排他制御には悲観的ロックと楽観的ロックがあります。

悲観的ロック:
    自分が操作している情報(レコード)は他人も操作する可能性がある
  という観点から施される排他制御方法です。
  具体例としては、あるレコードを操作する前に行ロックをかけてから参照・更新し、終了後にロックを解除する方法が取られるみたいです。

楽観的ロック:
    自分が操作している情報(レコード)はまず他人は操作することがない
  という観点から施される排他制御方法です。
  具体例としては、あるレコードを読み込んだときに、当該レコードの最終更新時刻を取得し、自分が更新するときにその更新時刻が変更されていた場合にロールバックする方法が取られます。

  ただ、悲観的ロックを掛けた場合、他のトランザクションがロックの解放待ちになるため、スループットが低下すると言われています。

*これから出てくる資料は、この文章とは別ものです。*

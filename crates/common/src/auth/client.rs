//! OAuth 2.0 client for the refresh-token grant
//!
//! Performs the `grant_type=refresh_token` form POST against
//! `base_site + access_token_path` and parses the token response.

use std::time::Duration;

use async_trait::async_trait;
use reqwest::header::ACCEPT;
use reqwest::Client;
use tokenrelay_domain::OAuthSettings;
use tracing::debug;

use super::traits::OAuthClientTrait;
use super::types::{OAuthError, TokenResponse};

/// Upper bound on one token-endpoint round-trip.
const TOKEN_REQUEST_TIMEOUT: Duration = Duration::from_secs(30);

/// Error type for OAuth client operations
#[derive(Debug)]
pub enum OAuthClientError {
    /// HTTP request failed
    RequestFailed(reqwest::Error),

    /// OAuth server returned a standard error body
    OAuthError { status: u16, error: OAuthError },

    /// Non-success status without a parseable OAuth error body
    HttpStatus { status: u16, body: String },

    /// Failed to parse response
    ParseError(String),

    /// No refresh token available
    NoRefreshToken,

    /// Invalid configuration
    ConfigError(String),
}

impl std::fmt::Display for OAuthClientError {
    fn fmt(&self, f: &mut std::fmt::Formatter<'_>) -> std::fmt::Result {
        match self {
            Self::RequestFailed(e) => write!(f, "HTTP request failed: {e}"),
            Self::OAuthError { status, error } => write!(f, "OAuth error ({status}): {error}"),
            Self::HttpStatus { status, body } => {
                write!(f, "token endpoint returned {status}: {body}")
            }
            Self::ParseError(msg) => write!(f, "Parse error: {msg}"),
            Self::NoRefreshToken => write!(f, "No refresh token available"),
            Self::ConfigError(msg) => write!(f, "Configuration error: {msg}"),
        }
    }
}

impl std::error::Error for OAuthClientError {
    fn source(&self) -> Option<&(dyn std::error::Error + 'static)> {
        match self {
            Self::RequestFailed(e) => Some(e),
            Self::OAuthError { error, .. } => Some(error),
            _ => None,
        }
    }
}

impl From<reqwest::Error> for OAuthClientError {
    fn from(err: reqwest::Error) -> Self {
        Self::RequestFailed(err)
    }
}

/// OAuth 2.0 client for confidential clients holding a refresh token.
///
/// Implements the refresh grant of RFC 6749 §6. Client credentials travel in
/// the form body together with the redirect URI, which some providers insist
/// on even for non-interactive grants.
#[derive(Debug, Clone)]
pub struct OAuthClient {
    settings: OAuthSettings,
    client: Client,
}

impl OAuthClient {
    /// Create a new OAuth client with the given settings
    ///
    /// # Errors
    /// Returns `ConfigError` when the HTTP client cannot be built.
    ///
    /// # Examples
    /// ```
    /// use tokenrelay_common::auth::OAuthClient;
    /// use tokenrelay_domain::OAuthSettings;
    ///
    /// let settings = OAuthSettings::new(
    ///     "client_id".to_string(),
    ///     "client_secret".to_string(),
    ///     "https://auth.example.com".to_string(),
    /// );
    /// let client = OAuthClient::new(settings).unwrap();
    /// assert_eq!(client.token_url(), "https://auth.example.com/oauth/token");
    /// ```
    pub fn new(settings: OAuthSettings) -> Result<Self, OAuthClientError> {
        let client = Client::builder()
            .timeout(TOKEN_REQUEST_TIMEOUT)
            .build()
            .map_err(|e| OAuthClientError::ConfigError(e.to_string()))?;
        Ok(Self { settings, client })
    }

    /// Reuse an existing connection pool.
    #[must_use]
    pub fn with_http_client(settings: OAuthSettings, client: Client) -> Self {
        Self { settings, client }
    }

    /// Refresh access token using refresh token
    ///
    /// # Errors
    /// Returns error if:
    /// - No refresh token provided
    /// - The endpoint is unreachable
    /// - The server rejects the grant
    /// - The response is not a token response
    pub async fn refresh_access_token(
        &self,
        refresh_token: &str,
    ) -> Result<TokenResponse, OAuthClientError> {
        if refresh_token.is_empty() {
            return Err(OAuthClientError::NoRefreshToken);
        }

        let params = [
            ("grant_type", "refresh_token"),
            ("client_id", self.settings.client_id.as_str()),
            ("client_secret", self.settings.client_secret.as_str()),
            ("refresh_token", refresh_token),
            ("redirect_uri", self.settings.redirect_uri.as_str()),
        ];

        let url = self.token_url();
        debug!(url = %url, client_id = %self.settings.client_id, "posting refresh grant");

        let response = self
            .client
            .post(&url)
            .header(ACCEPT, "application/json")
            .form(&params)
            .send()
            .await?;

        let status = response.status();
        let body = response.text().await?;

        if !status.is_success() {
            return Err(match serde_json::from_str::<OAuthError>(&body) {
                Ok(error) => OAuthClientError::OAuthError { status: status.as_u16(), error },
                Err(_) => OAuthClientError::HttpStatus { status: status.as_u16(), body },
            });
        }

        serde_json::from_str(&body).map_err(|e| OAuthClientError::ParseError(e.to_string()))
    }

    /// `base_site + access_token_path`
    #[must_use]
    pub fn token_url(&self) -> String {
        self.settings.token_url()
    }

    /// `base_site + authorize_path`
    #[must_use]
    pub fn authorization_url(&self) -> String {
        self.settings.authorization_url()
    }

    /// Get the configured redirect URI
    #[must_use]
    pub fn redirect_uri(&self) -> &str {
        &self.settings.redirect_uri
    }

    #[must_use]
    pub fn settings(&self) -> &OAuthSettings {
        &self.settings
    }
}

#[async_trait]
impl OAuthClientTrait for OAuthClient {
    async fn refresh_access_token(
        &self,
        refresh_token: &str,
    ) -> Result<TokenResponse, OAuthClientError> {
        self.refresh_access_token(refresh_token).await
    }

    fn redirect_uri(&self) -> &str {
        self.redirect_uri()
    }
}

#[cfg(test)]
mod tests {
    //! Unit tests for auth::client.
    use serde_json::json;
    use wiremock::matchers::{body_string_contains, header, method, path};
    use wiremock::{Mock, MockServer, ResponseTemplate};

    use super::*;

    fn settings_for(server: &MockServer) -> OAuthSettings {
        OAuthSettings::new("client-1".to_string(), "s3cret".to_string(), server.uri())
    }

    /// Validates `OAuthClient::refresh_access_token` sends the refresh grant.
    ///
    /// Assertions:
    /// - The form body carries grant type, client credentials, refresh token
    ///   and redirect URI.
    /// - The parsed response exposes the new access token and lifetime.
    #[tokio::test]
    async fn test_refresh_posts_form_grant() {
        let server = MockServer::start().await;
        Mock::given(method("POST"))
            .and(path("/oauth/token"))
            .and(header("accept", "application/json"))
            .and(body_string_contains("grant_type=refresh_token"))
            .and(body_string_contains("client_id=client-1"))
            .and(body_string_contains("client_secret=s3cret"))
            .and(body_string_contains("refresh_token=rt-1"))
            .and(body_string_contains("redirect_uri=http%3A%2F%2Flocalhost%3A4321"))
            .respond_with(ResponseTemplate::new(200).set_body_json(json!({
                "access_token": "at-1",
                "expires_in": 3600,
                "scope": "all"
            })))
            .expect(1)
            .mount(&server)
            .await;

        let client = OAuthClient::new(settings_for(&server)).unwrap();
        let response = client.refresh_access_token("rt-1").await.unwrap();

        assert_eq!(response.access_token, "at-1");
        assert_eq!(response.expires_in, Some(json!(3600)));
        assert_eq!(response.refresh_token, None);
    }

    /// Validates a standard OAuth error body is surfaced with its status.
    #[tokio::test]
    async fn test_refresh_surfaces_oauth_error() {
        let server = MockServer::start().await;
        Mock::given(method("POST"))
            .and(path("/oauth/token"))
            .respond_with(ResponseTemplate::new(400).set_body_json(json!({
                "error": "invalid_grant",
                "error_description": "expired"
            })))
            .mount(&server)
            .await;

        let client = OAuthClient::new(settings_for(&server)).unwrap();
        let err = client.refresh_access_token("rt-1").await.unwrap_err();

        match err {
            OAuthClientError::OAuthError { status, error } => {
                assert_eq!(status, 400);
                assert_eq!(error.error, "invalid_grant");
            }
            other => panic!("unexpected error: {other}"),
        }
    }

    /// Validates a non-JSON failure keeps the raw body.
    #[tokio::test]
    async fn test_refresh_non_json_failure() {
        let server = MockServer::start().await;
        Mock::given(method("POST"))
            .respond_with(ResponseTemplate::new(502).set_body_string("bad gateway"))
            .mount(&server)
            .await;

        let client = OAuthClient::new(settings_for(&server)).unwrap();
        let err = client.refresh_access_token("rt-1").await.unwrap_err();

        assert!(
            matches!(err, OAuthClientError::HttpStatus { status: 502, ref body } if body == "bad gateway")
        );
    }

    #[tokio::test]
    async fn test_refresh_rejects_garbage_success_body() {
        let server = MockServer::start().await;
        Mock::given(method("POST"))
            .respond_with(ResponseTemplate::new(200).set_body_string("<html>"))
            .mount(&server)
            .await;

        let client = OAuthClient::new(settings_for(&server)).unwrap();
        let err = client.refresh_access_token("rt-1").await.unwrap_err();
        assert!(matches!(err, OAuthClientError::ParseError(_)));
    }

    /// Validates an empty refresh token never reaches the network.
    #[tokio::test]
    async fn test_refresh_requires_token() {
        let server = MockServer::start().await;
        Mock::given(method("POST")).respond_with(ResponseTemplate::new(200)).expect(0).mount(&server).await;

        let client = OAuthClient::new(settings_for(&server)).unwrap();
        let err = client.refresh_access_token("").await.unwrap_err();
        assert!(matches!(err, OAuthClientError::NoRefreshToken));
    }

    #[test]
    fn test_urls_and_redirect() {
        let mut settings = OAuthSettings::new(
            "id".to_string(),
            "secret".to_string(),
            "https://secure.example.com".to_string(),
        );
        settings.redirect_uri = "https://app.example.com/cb".to_string();
        let client = OAuthClient::new(settings).unwrap();

        assert_eq!(client.authorization_url(), "https://secure.example.com/oauth/authorize");
        assert_eq!(client.token_url(), "https://secure.example.com/oauth/token");
        assert_eq!(OAuthClientTrait::redirect_uri(&client), "https://app.example.com/cb");
    }
}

  一般的なシステムでは楽観的ロックで十分と言われているので、楽観的ロックを掛けたいと思います。Ruby on RailsのActiveRecordでは、簡単に楽観的ロックを実現する方法があるらしいので、今回はそれを採用。


ロックを掛けたいテーブルに以下のカラムを追加します。
  カラム名: lock_version
  カラム型: integer
  初期値: 0  (← あったほうが無難だそう。)
追加するだけで、Railsが「こいつは楽観的ロックを掛けたいんだな~」っていうのを自動的に判断してくれて、勝手に排他制御してくれるみたいです。スバラシイ!!

例えばあるサイトの会員情報を管理するテーブルusersにカラムを追加する場合、以下のようなマイグレーションファイルを用意します。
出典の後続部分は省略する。